## Data to use
*-*-*
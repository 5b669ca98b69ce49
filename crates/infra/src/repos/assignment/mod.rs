mod sql;

use crate::error::StoreResult;
use crate::relational::RequestScope;
use dispatch_store_domain::{
    Assignment, AssignmentDTO, AssignmentLog, SearchAssignmentQuery, SearchAssignmentQueryResult,
};
pub use sql::SqlAssignmentStore;

#[async_trait::async_trait]
pub trait IAssignmentStore: Send + Sync {
    /// Persists the assignment together with its assignees and returns the generated id
    async fn create(&self, scope: &RequestScope, assignment: &Assignment) -> StoreResult<i64>;
    async fn create_assignment_log(
        &self,
        scope: &RequestScope,
        log: &AssignmentLog,
    ) -> StoreResult<()>;
    async fn get_by_id(&self, scope: &RequestScope, assignment_id: i64) -> StoreResult<AssignmentDTO>;
    /// The most recently created assignment of the member
    async fn get_by_member_id(&self, scope: &RequestScope, member_id: i64) -> StoreResult<AssignmentDTO>;
    async fn search(
        &self,
        scope: &RequestScope,
        query: &SearchAssignmentQuery,
    ) -> StoreResult<SearchAssignmentQueryResult>;
    /// Distinct ids of the users any of the given assignments are handed out to, ascending
    async fn get_by_assignees_id(
        &self,
        scope: &RequestScope,
        assignment_ids: &[i64],
    ) -> StoreResult<Vec<i64>>;
    /// Persists `member_id`, `status`, `priority`, `note` and `updated_at`
    async fn update(&self, scope: &RequestScope, assignment: &Assignment) -> StoreResult<()>;
    async fn get_assignment_log(
        &self,
        scope: &RequestScope,
        assignment_id: i64,
    ) -> StoreResult<Vec<AssignmentLog>>;
}

#[cfg(test)]
mod tests {
    use super::*;
    use crate::error::StoreError;
    use crate::relational::{AccessError, FakeRelationalAccess, Row, SqlValue};
    use chrono::{DateTime, Duration, Utc};
    use std::sync::Arc;

    fn setup() -> (Arc<FakeRelationalAccess>, SqlAssignmentStore) {
        let db = Arc::new(FakeRelationalAccess::new());
        let store = SqlAssignmentStore::new(db.clone());
        (db, store)
    }

    fn db_error() -> AccessError {
        AccessError::Database(sqlx::Error::Protocol("connection reset".into()))
    }

    fn assignment_row(id: i64, member_id: i64, assignees: Vec<i64>, created_at: DateTime<Utc>) -> Row {
        Row::new()
            .with("id", id)
            .with("member_id", member_id)
            .with("status", 1i32)
            .with("priority", 2i32)
            .with("note", Some("call back"))
            .with("assignees", assignees)
            .with("created_at", created_at)
            .with("updated_at", created_at)
    }

    fn dto_row(id: i64, member_id: i64, log_count: i64, last_activity_at: Option<DateTime<Utc>>) -> Row {
        assignment_row(id, member_id, vec![3, 4], Utc::now())
            .with("log_count", log_count)
            .with("last_activity_at", last_activity_at)
    }

    #[tokio::test]
    async fn create_returns_generated_id() {
        let (db, store) = setup();
        db.push_row(Row::new().with("id", 42i64));

        let assignment = Assignment::new(9, vec![3, 4, 3]);
        let id = store.create(&RequestScope::new(), &assignment).await.unwrap();
        assert_eq!(id, 42);

        let stmt = db.last_statement().unwrap();
        assert!(stmt.sql.contains("INSERT INTO assignments"));
        assert!(stmt.sql.contains("INSERT INTO assignment_assignees"));
        assert_eq!(stmt.binds[0], SqlValue::BigInt(Some(9)));
        assert_eq!(stmt.binds[3], SqlValue::Text(None));
        assert_eq!(stmt.binds[6], SqlValue::BigIntArray(vec![3, 4, 3]));
    }

    #[tokio::test]
    async fn create_failure_is_persistence_error() {
        let (db, store) = setup();
        db.push_error(db_error());

        let res = store
            .create(&RequestScope::new(), &Assignment::new(9, vec![]))
            .await;
        assert!(matches!(
            res,
            Err(StoreError::Persistence { operation: "create", .. })
        ));
    }

    #[tokio::test]
    async fn create_assignment_log_binds_payload() {
        let (db, store) = setup();
        db.push_affected(1);

        let log = AssignmentLog::new(42, 7, "status_changed", serde_json::json!({ "to": 2 }));
        store
            .create_assignment_log(&RequestScope::new(), &log)
            .await
            .unwrap();

        let stmt = db.last_statement().unwrap();
        assert_eq!(
            stmt.binds[..4],
            [
                SqlValue::BigInt(Some(42)),
                SqlValue::BigInt(Some(7)),
                SqlValue::Text(Some("status_changed".into())),
                SqlValue::Json(Some(serde_json::json!({ "to": 2 }))),
            ]
        );
    }

    #[tokio::test]
    async fn create_assignment_log_for_unknown_assignment_fails() {
        let (db, store) = setup();
        db.push_error(db_error());

        let log = AssignmentLog::new(404, 7, "created", serde_json::Value::Null);
        let res = store.create_assignment_log(&RequestScope::new(), &log).await;
        assert!(matches!(res, Err(StoreError::Persistence { .. })));
    }

    #[tokio::test]
    async fn get_by_id_maps_row_to_dto() {
        let (db, store) = setup();
        let last_activity = Utc::now();
        db.push_row(dto_row(42, 9, 3, Some(last_activity)));

        let dto = store.get_by_id(&RequestScope::new(), 42).await.unwrap();
        assert_eq!(dto.assignment.id, 42);
        assert_eq!(dto.assignment.member_id, 9);
        assert_eq!(dto.assignment.assignees, vec![3, 4]);
        assert_eq!(dto.assignment.note.as_deref(), Some("call back"));
        assert_eq!(dto.log_count, 3);
        assert_eq!(dto.last_activity_at, Some(last_activity));
        assert_eq!(db.last_statement().unwrap().binds, vec![SqlValue::BigInt(Some(42))]);
    }

    #[tokio::test]
    async fn get_by_id_without_rows_is_not_found() {
        let (db, store) = setup();
        db.push_rows(vec![]);

        let res = store.get_by_id(&RequestScope::new(), 42).await;
        assert!(res.unwrap_err().is_not_found());
    }

    #[tokio::test]
    async fn get_by_id_failure_is_not_not_found() {
        let (db, store) = setup();
        db.push_error(db_error());

        let err = store.get_by_id(&RequestScope::new(), 42).await.unwrap_err();
        assert!(!err.is_not_found());
        assert!(matches!(err, StoreError::Persistence { .. }));
    }

    #[tokio::test]
    async fn get_by_member_id_picks_latest() {
        let (db, store) = setup();
        db.push_row(dto_row(50, 9, 0, None));

        let dto = store.get_by_member_id(&RequestScope::new(), 9).await.unwrap();
        assert_eq!(dto.assignment.id, 50);
        assert_eq!(dto.log_count, 0);
        assert_eq!(dto.last_activity_at, None);

        let stmt = db.last_statement().unwrap();
        assert!(stmt.sql.contains("ORDER BY a.created_at DESC, a.id DESC LIMIT 1"));
    }

    #[tokio::test]
    async fn get_by_member_id_without_rows_is_not_found() {
        let (db, store) = setup();
        db.push_rows(vec![]);
        let res = store.get_by_member_id(&RequestScope::new(), 9).await;
        assert!(res.unwrap_err().is_not_found());

        db.push_error(db_error());
        let res = store.get_by_member_id(&RequestScope::new(), 9).await;
        assert!(matches!(res, Err(StoreError::Persistence { .. })));
    }

    #[tokio::test]
    async fn search_applies_filters_and_pagination() {
        let (db, store) = setup();
        let now = Utc::now();
        db.push_row(Row::new().with("total", 11i64))
            .push_rows(vec![assignment_row(5, 9, vec![3], now)]);

        let query = SearchAssignmentQuery {
            member_id: Some(9),
            assignees: vec![3, 8],
            date_from: Some(now - Duration::days(1)),
            date_to: Some(now),
            page: 2,
            per_page: 10,
        };
        let res = store.search(&RequestScope::new(), &query).await.unwrap();
        assert_eq!(res.total_count, 11);
        assert_eq!(res.page, 2);
        assert_eq!(res.per_page, 10);
        assert_eq!(res.assignments.len(), 1);
        assert_eq!(res.assignments[0].assignees, vec![3]);

        let statements = db.statements();
        assert_eq!(statements.len(), 2);
        let page = &statements[1];
        assert!(page.sql.contains("a.member_id = $1"));
        assert!(page.sql.contains("f.assignee_id = ANY($2)"));
        assert!(page.sql.contains("a.created_at >= $3 AND a.created_at <= $4"));
        assert!(page.sql.contains("ORDER BY a.id ASC LIMIT $5 OFFSET $6"));
        assert_eq!(page.binds[4..], [SqlValue::BigInt(Some(10)), SqlValue::BigInt(Some(10))]);
        assert_eq!(statements[0].binds, page.binds[..4]);
    }

    #[tokio::test]
    async fn search_without_filters_is_ordered_by_id() {
        let (db, store) = setup();
        db.push_row(Row::new().with("total", 0i64));

        let query = SearchAssignmentQuery {
            member_id: Some(0),
            ..Default::default()
        };
        let res = store.search(&RequestScope::new(), &query).await.unwrap();
        assert!(res.assignments.is_empty());
        assert_eq!(res.total_count, 0);
        assert_eq!(res.per_page, 20);
        assert_eq!(res.page, 1);

        let count = db.last_statement().unwrap();
        assert!(!count.sql.contains("WHERE"));
        assert!(count.binds.is_empty());
    }

    #[tokio::test]
    async fn search_with_inverted_range_skips_database() {
        let (db, store) = setup();
        let now = Utc::now();
        let query = SearchAssignmentQuery {
            date_from: Some(now),
            date_to: Some(now - Duration::hours(1)),
            ..Default::default()
        };

        let res = store.search(&RequestScope::new(), &query).await.unwrap();
        assert!(res.assignments.is_empty());
        assert_eq!(res.total_count, 0);
        assert!(db.statements().is_empty());
    }

    #[tokio::test]
    async fn search_failure_is_persistence_error() {
        let (db, store) = setup();
        db.push_error(db_error());
        let res = store
            .search(&RequestScope::new(), &SearchAssignmentQuery::default())
            .await;
        assert!(matches!(
            res,
            Err(StoreError::Persistence { operation: "search", .. })
        ));
    }

    #[tokio::test]
    async fn get_by_assignees_id_returns_distinct_ids() {
        let (db, store) = setup();
        db.push_rows(vec![
            Row::new().with("assignee_id", 8i64),
            Row::new().with("assignee_id", 3i64),
            Row::new().with("assignee_id", 8i64),
        ]);

        let ids = store
            .get_by_assignees_id(&RequestScope::new(), &[1, 2])
            .await
            .unwrap();
        assert_eq!(ids, vec![3, 8]);
        assert_eq!(
            db.last_statement().unwrap().binds,
            vec![SqlValue::BigIntArray(vec![1, 2])]
        );
    }

    #[tokio::test]
    async fn get_by_assignees_id_without_rows_is_not_found() {
        let (db, store) = setup();
        db.push_rows(vec![]);
        let res = store.get_by_assignees_id(&RequestScope::new(), &[1]).await;
        assert!(res.unwrap_err().is_not_found());

        let res = store.get_by_assignees_id(&RequestScope::new(), &[]).await;
        assert!(res.unwrap_err().is_not_found());
        assert_eq!(db.statements().len(), 1);
    }

    #[tokio::test]
    async fn get_by_assignees_id_failure_is_persistence_error() {
        let (db, store) = setup();
        db.push_error(db_error());
        let res = store.get_by_assignees_id(&RequestScope::new(), &[1]).await;
        assert!(matches!(res, Err(StoreError::Persistence { .. })));
    }

    #[tokio::test]
    async fn update_checks_affected_rows() {
        let (db, store) = setup();
        db.push_affected(1).push_affected(0);

        let mut assignment = Assignment::new(9, vec![]);
        assignment.id = 42;
        assignment.set_status(3);
        store.update(&RequestScope::new(), &assignment).await.unwrap();

        let stmt = db.last_statement().unwrap();
        assert_eq!(stmt.binds[0], SqlValue::BigInt(Some(42)));
        assert_eq!(stmt.binds[2], SqlValue::Int(Some(3)));

        let res = store.update(&RequestScope::new(), &assignment).await;
        assert!(res.unwrap_err().is_not_found());
    }

    #[tokio::test]
    async fn update_failure_is_persistence_error() {
        let (db, store) = setup();
        db.push_error(db_error());
        let res = store
            .update(&RequestScope::new(), &Assignment::new(9, vec![]))
            .await;
        assert!(matches!(res, Err(StoreError::Persistence { .. })));
    }

    #[tokio::test]
    async fn get_assignment_log_in_creation_order() {
        let (db, store) = setup();
        let now = Utc::now();
        let log_row = |id: i64, action: &str| {
            Row::new()
                .with("id", id)
                .with("assignment_id", 42i64)
                .with("actor_id", 7i64)
                .with("action", action)
                .with("payload", serde_json::json!({}))
                .with("created_at", now)
        };
        db.push_rows(vec![log_row(1, "created"), log_row(2, "status_changed")])
            .push_rows(vec![]);

        let logs = store
            .get_assignment_log(&RequestScope::new(), 42)
            .await
            .unwrap();
        let actions: Vec<_> = logs.iter().map(|l| l.action.as_str()).collect();
        assert_eq!(actions, vec!["created", "status_changed"]);
        assert!(db
            .last_statement()
            .unwrap()
            .sql
            .contains("ORDER BY created_at ASC, id ASC"));

        let logs = store
            .get_assignment_log(&RequestScope::new(), 43)
            .await
            .unwrap();
        assert!(logs.is_empty());
    }

    #[tokio::test]
    async fn cancelled_scope_is_reported_as_cancelled() {
        let (db, store) = setup();
        db.push_rows(vec![]);
        let scope = RequestScope::new();
        scope.cancel();

        let res = store.get_by_id(&scope, 42).await;
        assert!(matches!(
            res,
            Err(StoreError::Cancelled { operation: "get_by_id" })
        ));
    }
}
*-*-*
## Task details
Set down the lines of the records exactly, from the first one through the line containing "pub trait IAssignmentStore: Send", and add nothing else.

## Answer box
repository 5b669ca98b69ce49
filename crates/infra/src/repos/assignment/mod.rs
mod sql;

use crate::error::StoreResult;
use crate::relational::RequestScope;
use dispatch_store_domain::{
    Assignment, AssignmentDTO, AssignmentLog, SearchAssignmentQuery, SearchAssignmentQueryResult,
};
pub use sql::SqlAssignmentStore;

#[async_trait::async_trait]
pub trait IAssignmentStore: Send + Sync {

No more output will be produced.